The new story popularised in Vézelay was known as early as 750 in England. It held that Mary Magdalene together with Martha, Lazarus and the two other Marys was put to sea on a rudder-less and tackle-less ship and left to drown. The ship eventually landed at Marseilles. Lazarus became first bishop of the city and Magdalene worked as a missionary, an apostle and preacher in the neighbouring countryside.  She later retired to Aix-en-Provence for 30 years of solitary and contemplative life in the cavern of Ste-Baume, "so desirous was she to see Jesus again that she could not bear sight of another male". During all those years, she did not feed, but was regularly carried to heaven by angels for her celestial nourishment. The story becomes inextricably intermingled with those of St. Agnes and St. Mary of Egypt. She is thus said to have spent her time naked, covered only by her long mane of hair.

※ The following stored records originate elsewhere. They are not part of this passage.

fn parse_parameters(tokens: &mut TokenStream<'_>) -> ParseResult<Vec<Parameter>> {
    tokens.expect(Token::OpenParen, "'('")?;
    let mut parameters = Vec::new();

    loop {
        if tokens.eat(&Token::CloseParen) {
            break;
        }

        let rest = tokens.eat(&Token::Ellipsis);
        let name = if matches!(
            tokens.peek_token(0),
            Some(Token::OpenBrace) | Some(Token::OpenBracket)
        ) {
            skip_balanced(tokens);
            format!("arg{}", parameters.len())
        } else {
            parse_member_name(tokens)?
        };
        let optional = tokens.eat(&Token::Question);
        let type_node = if tokens.eat(&Token::Colon) {
            parse_type(tokens)?
        } else {
            TypeNode::Keyword(KeywordType::Any)
        };
        if tokens.eat(&Token::Equals) {
            skip_until_delimiter(tokens, false);
        }

        parameters.push(Parameter {
            name,
            optional,
            rest,
            type_node,
        });

        if !tokens.eat(&Token::Comma) {
            tokens.expect(Token::CloseParen, "')'")?;
            break;
        }
    }

    Ok(parameters)
}

/// Parse a full type expression, including conditional types
fn parse_type(tokens: &mut TokenStream<'_>) -> ParseResult<TypeNode> {
    let check_type = parse_union_type(tokens)?;

    if tokens.eat(&Token::Extends) {
        parse_union_type(tokens)?;
        tokens.expect(Token::Question, "'?'")?;
        parse_type(tokens)?;
        tokens.expect(Token::Colon, "':'")?;
        parse_type(tokens)?;
        return Ok(TypeNode::Unsupported("conditional type".to_string()));
    }

    Ok(check_type)
}

fn parse_union_type(tokens: &mut TokenStream<'_>) -> ParseResult<TypeNode> {
    tokens.eat(&Token::Pipe);
    let mut types = vec![parse_intersection_type(tokens)?];

    while tokens.eat(&Token::Pipe) {
        types.push(parse_intersection_type(tokens)?);
    }

    if types.len() == 1 {
        Ok(types.remove(0))
    } else {
        Ok(TypeNode::Union(types))
    }
}

fn parse_intersection_type(tokens: &mut TokenStream<'_>) -> ParseResult<TypeNode> {
    tokens.eat(&Token::Ampersand);
    let mut types = vec![parse_postfix_type(tokens)?];

    while tokens.eat(&Token::Ampersand) {
        types.push(parse_postfix_type(tokens)?);
    }

    if types.len() == 1 {
        Ok(types.remove(0))
    } else {
        Ok(TypeNode::Intersection(types))
    }
}

/// Array suffixes and indexed access
fn parse_postfix_type(tokens: &mut TokenStream<'_>) -> ParseResult<TypeNode> {
    let mut node = parse_primary_type(tokens)?;

    // a bracket on a fresh line opens the next member, not an array suffix
    while tokens.check(&Token::OpenBracket) && !tokens.at_new_line() {
        tokens.next();
        if tokens.eat(&Token::CloseBracket) {
            node = TypeNode::Array(Box::new(node));
        } else {
            let index = parse_type(tokens)?;
            tokens.expect(Token::CloseBracket, "']'")?;
            node = TypeNode::IndexedAccess {
                object: Box::new(node),
                index: Box::new(index),
            };
        }
    }

    Ok(node)
}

Mary Magdalene became the patron saint of the Vézelay monastery c.1050. There are many contradictory stories to explain the presence of the body at Vézelay and its transfer from southern France (through robbery?). When in 1265, serious doubts arose concerning the authenticity of the relic, the monks staged a dramatic "rediscovery" of the body. During a solemn opening of the tomb, an extraordinary amount of female hair was found and held to authenticate the relic, although it was most certainly planted beforehand by the monks.

In 1279, the "true" body of Mary Magdalene was "discovered" in the crypt of Church of St. Maximin in Provence where it apparently had been hidden during the incursions of the Saracens in 716. The body was complete except for a missing leg. A series of miracles immediately proved the authenticity of the relic - and simultaneously disproved that of Vézelay. Jean Gobi (c. 1315) compiled a Book of the Miracles which showed that Mary was invoked for repentance (she was a repentant sinner), bodily and spiritual healing (she was cured by Christ), against leprosy (she anointed Christ's body), persecution (as she was persecuted by the Pharisee), blindness (first to see and recognise the risen Christ), deafness (she listened to Jesus) and so on...

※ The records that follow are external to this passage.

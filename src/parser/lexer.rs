use nom::{
    branch::alt,
    bytes::complete::{escaped_transform, is_not, tag, take, take_until, take_while, take_while1},
    character::complete::{anychar, char, digit1, multispace0, not_line_ending},
    combinator::{map, not, opt, recognize, value, verify},
    error::Error,
    sequence::{delimited, pair, preceded, tuple},
    IResult,
};

use super::error::{Location, ParseError};

type LexResult<'a, T> = IResult<&'a str, T, Error<&'a str>>;

#[derive(Debug, PartialEq, Clone)]
pub enum Token<'a> {
    Export,
    Declare,
    Default,
    Interface,
    Type,
    Enum,
    Const,
    Extends,
    Readonly,
    Keyof,
    Typeof,
    Import,
    Let,
    Var,
    Function,
    Class,
    Identifier(&'a str),
    StringLiteral(String),
    TemplateLiteral(&'a str),
    NumberLiteral(&'a str),
    /// Body of a `/** ... */` comment, delimiters removed
    DocComment(&'a str),
    /// Body of a plain `/* ... */` comment
    BlockComment(&'a str),
    Comment,
    OpenBrace,
    CloseBrace,
    OpenParen,
    CloseParen,
    OpenBracket,
    CloseBracket,
    LessThan,
    GreaterThan,
    Comma,
    Semicolon,
    Colon,
    Question,
    Equals,
    Pipe,
    Ampersand,
    Dot,
    Arrow,
    Ellipsis,
    Other(char),
}

#[derive(Debug, PartialEq, Clone)]
pub struct TokenWithLocation<'a> {
    pub token: Token<'a>,
    pub location: Location,
    /// Byte offset of the first character of the token
    pub offset: usize,
    /// Byte offset just past the last character of the token
    pub end: usize,
}

fn keyword_or_identifier(word: &str) -> Token<'_> {
    match word {
        "export" => Token::Export,
        "declare" => Token::Declare,
        "default" => Token::Default,
        "interface" => Token::Interface,
        "type" => Token::Type,
        "enum" => Token::Enum,
        "const" => Token::Const,
        "extends" => Token::Extends,
        "readonly" => Token::Readonly,
        "keyof" => Token::Keyof,
        "typeof" => Token::Typeof,
        "import" => Token::Import,
        "let" => Token::Let,
        "var" => Token::Var,
        "function" => Token::Function,
        "class" => Token::Class,
        _ => Token::Identifier(word),
    }
}

fn is_identifier_start(c: char) -> bool {
    c.is_alphabetic() || c == '_' || c == '$'
}

fn is_identifier_char(c: char) -> bool {
    c.is_alphanumeric() || c == '_' || c == '$'
}

fn parse_word(input: &str) -> LexResult<'_, Token<'_>> {
    map(
        recognize(pair(
            take_while1(is_identifier_start),
            take_while(is_identifier_char),
        )),
        keyword_or_identifier,
    )(input)
}

fn string_escape(input: &str) -> LexResult<'_, &str> {
    alt((
        value("\\", tag("\\")),
        value("\"", tag("\"")),
        value("'", tag("'")),
        value("\n", tag("n")),
        value("\r", tag("r")),
        value("\t", tag("t")),
        take(1usize),
    ))(input)
}

fn parse_double_quoted(input: &str) -> LexResult<'_, String> {
    delimited(
        char('"'),
        map(
            opt(escaped_transform(is_not("\\\"\n"), '\\', string_escape)),
            Option::unwrap_or_default,
        ),
        char('"'),
    )(input)
}

fn parse_single_quoted(input: &str) -> LexResult<'_, String> {
    delimited(
        char('\''),
        map(
            opt(escaped_transform(is_not("\\'\n"), '\\', string_escape)),
            Option::unwrap_or_default,
        ),
        char('\''),
    )(input)
}

fn parse_string_literal(input: &str) -> LexResult<'_, Token<'_>> {
    map(
        alt((parse_double_quoted, parse_single_quoted)),
        Token::StringLiteral,
    )(input)
}

fn parse_template_literal(input: &str) -> LexResult<'_, Token<'_>> {
    map(
        delimited(char('`'), take_until("`"), char('`')),
        Token::TemplateLiteral,
    )(input)
}

fn parse_number_literal(input: &str) -> LexResult<'_, Token<'_>> {
    map(
        recognize(tuple((
            opt(char('-')),
            digit1,
            opt(pair(char('.'), digit1)),
        ))),
        Token::NumberLiteral,
    )(input)
}

fn parse_comment(input: &str) -> LexResult<'_, Token<'_>> {
    alt((
        map(
            delimited(tag("/**"), take_until("*/"), tag("*/")),
            Token::DocComment,
        ),
        map(
            delimited(tag("/*"), take_until("*/"), tag("*/")),
            Token::BlockComment,
        ),
        map(preceded(tag("//"), not_line_ending), |_| Token::Comment),
    ))(input)
}

fn parse_symbol(input: &str) -> LexResult<'_, Token<'_>> {
    alt((
        map(tag("=>"), |_| Token::Arrow),
        map(tag("..."), |_| Token::Ellipsis),
        map(char('{'), |_| Token::OpenBrace),
        map(char('}'), |_| Token::CloseBrace),
        map(char('('), |_| Token::OpenParen),
        map(char(')'), |_| Token::CloseParen),
        map(char('['), |_| Token::OpenBracket),
        map(char(']'), |_| Token::CloseBracket),
        map(char('<'), |_| Token::LessThan),
        map(char('>'), |_| Token::GreaterThan),
        map(char(','), |_| Token::Comma),
        map(char(';'), |_| Token::Semicolon),
        map(char(':'), |_| Token::Colon),
        map(char('?'), |_| Token::Question),
        map(char('='), |_| Token::Equals),
        map(char('|'), |_| Token::Pipe),
        map(char('&'), |_| Token::Ampersand),
        map(char('.'), |_| Token::Dot),
        map(
            preceded(
                not(tag("/*")),
                verify(anychar, |c: &char| !matches!(*c, '"' | '\'' | '`')),
            ),
            Token::Other,
        ),
    ))(input)
}

fn parse_token(input: &str) -> LexResult<'_, Token<'_>> {
    alt((
        parse_comment,
        parse_word,
        parse_string_literal,
        parse_template_literal,
        parse_number_literal,
        parse_symbol,
    ))(input)
}

/// Maps byte offsets back to line/column positions
struct LineIndex<'a> {
    source: &'a str,
    line_starts: Vec<usize>,
}

impl<'a> LineIndex<'a> {
    fn new(source: &'a str) -> Self {
        let mut line_starts = vec![0];
        line_starts.extend(source.match_indices('\n').map(|(i, _)| i + 1));
        LineIndex {
            source,
            line_starts,
        }
    }

    fn location(&self, offset: usize) -> Location {
        let line = match self.line_starts.binary_search(&offset) {
            Ok(line) => line,
            Err(next) => next - 1,
        };
        let start = self.line_starts[line];
        let column = self.source[start..offset].chars().count() + 1;
        Location::new(line + 1, column)
    }
}

fn lexer_error(rest: &str, location: Location) -> ParseError {
    let message = if rest.starts_with("/*") {
        "Unterminated block comment".to_string()
    } else if rest.starts_with('"') || rest.starts_with('\'') {
        "Unterminated string literal".to_string()
    } else if rest.starts_with('`') {
        "Unterminated template literal".to_string()
    } else {
        format!(
            "Unrecognized input near {:?}",
            rest.chars().take(10).collect::<String>()
        )
    };
    ParseError::LexerError(message, location)
}

/// Split TypeScript source into located tokens.
///
/// Whitespace is dropped; comments are kept so that the parser can attach
/// JSDoc blocks to the declarations that follow them.
pub fn tokenize(input: &str) -> Result<Vec<TokenWithLocation<'_>>, ParseError> {
    let index = LineIndex::new(input);
    let mut tokens = Vec::new();
    let mut rest = input;

    loop {
        let (after_whitespace, _) = multispace0::<_, Error<&str>>(rest)?;
        rest = after_whitespace;
        if rest.is_empty() {
            break;
        }

        let offset = input.len() - rest.len();
        let location = index.location(offset);
        match parse_token(rest) {
            Ok((remaining, token)) => {
                tokens.push(TokenWithLocation {
                    token,
                    location,
                    offset,
                    end: input.len() - remaining.len(),
                });
                rest = remaining;
            }
            Err(_) => return Err(lexer_error(rest, location)),
        }
    }

    Ok(tokens)
}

To this day, the main pilgrimage site to Mary Magdalene is in the south of France. Les Saintes-Maries-de-la-Mer is the place where the ship is held to have struck land; a fortified church holds the relics of the two other Maries with their companion Sarah and is the site of great annual pilgrimages by Gypsies. The skull of Mary Magdalene is still kept at St-Maximin-la-Sainte-Baume in the crypt of a Gothic church erected at the time of the discovery of the relics.  

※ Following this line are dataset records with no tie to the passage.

use chrono::{DateTime, Utc};
use serde::{Deserialize, Serialize};
use std::fmt;
use std::str::FromStr;
use uuid::Uuid;

/// Role carried on every account, as an explicit tag: handlers match on it
/// rather than probing for the presence of a related provider record.
#[derive(Debug, Clone, Copy, PartialEq, Eq, Serialize, Deserialize)]
#[serde(rename_all = "lowercase")]
pub enum AccountRole {
    Patient,
    Provider,
}

impl fmt::Display for AccountRole {
    fn fmt(&self, f: &mut fmt::Formatter<'_>) -> fmt::Result {
        match self {
            AccountRole::Patient => write!(f, "patient"),
            AccountRole::Provider => write!(f, "provider"),
        }
    }
}

impl FromStr for AccountRole {
    type Err = String;

    fn from_str(s: &str) -> Result<Self, Self::Err> {
        match s.to_lowercase().as_str() {
            "patient" => Ok(AccountRole::Patient),
            "provider" => Ok(AccountRole::Provider),
            other => Err(format!("Unknown account role: {}", other)),
        }
    }
}

#[derive(Debug, Clone, Serialize, Deserialize)]
pub struct Account {
    pub id: Uuid,
    pub username: String,
    pub email: String,
    pub first_name: String,
    pub last_name: String,
    pub role: AccountRole,
    pub created_at: DateTime<Utc>,
}

impl Account {
    pub fn full_name(&self) -> String {
        format!("{} {}", self.first_name, self.last_name)
            .trim()
            .to_string()
    }
}

#[derive(Debug, Clone, Serialize, Deserialize)]
pub struct RegisterRequest {
    #[serde(default)]
    pub username: String,
    #[serde(default)]
    pub email: String,
    #[serde(default)]
    pub first_name: String,
    #[serde(default)]
    pub last_name: String,
    #[serde(default)]
    pub phone_number: String,
    #[serde(default)]
    pub password: String,
    #[serde(default)]
    pub password2: String,
}

#[derive(Debug, Clone, Serialize, Deserialize)]
pub struct LoginRequest {
    #[serde(default)]
    pub username: String,
    #[serde(default)]
    pub password: String,
}

#[derive(Debug, Clone, Serialize, Deserialize)]
pub struct AuthResponse {
    pub token: String,
    pub user: Account,
    /// True when the account still has to complete phone verification; the
    /// client is expected to go to /verify-phone next.
    pub verification_required: bool,
    /// Demo shortcut: the OTP is returned in the response instead of being
    /// delivered over SMS.
    #[serde(skip_serializing_if = "Option::is_none")]
    pub otp_hint: Option<String>,
}

#[derive(Debug, Clone, Serialize, Deserialize)]
pub struct VerifyPhoneRequest {
    #[serde(default)]
    pub otp_code: String,
}

#[derive(Debug, Clone, Serialize, Deserialize)]
pub struct VerifyPhoneResponse {
    pub verified: bool,
    pub message: String,
}

#[derive(Debug, Clone, Serialize, Deserialize)]
pub struct PhoneVerificationStatus {
    pub phone_number: String,
    pub is_phone_verified: bool,
    #[serde(skip_serializing_if = "Option::is_none")]
    pub otp_hint: Option<String>,
}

4 Beloved Sinner and Chaste Prostitute

Beginning in the 11th century, there was an increased stress on Mary Magdalene the sinner. A story was concocted in which Mary was the bride at Cana where she married St. John the Evangelist . When John left her "in maidenhood" to follow Jesus, she was very vexed and began living a profligate life during which the seven devils entered her. She eventually repented her ways and entered the house of Simon the Pharisee to ask for forgiveness and become a follower of Jesus.

It is obvious in the story that Mary's sin is sexual (porneia). Fornication is the prototypical female crime and sin, because women naturally burn with the "ignis libidinis", the fire of passion. Males are lured by female beauty: "A beautiful woman is a temple built over a sewer" as Bromyard, a Medieval preacher, puts it.  Female beauty is the instrument of the devil to tempt the unsuspecting male. The men in the Church constantly forget that Jesus, when dealing with the question of lust, transferred the sin from the woman (the object) to the lecherous man (the subject), who"commits adultery in his heart" (Mt 5:28).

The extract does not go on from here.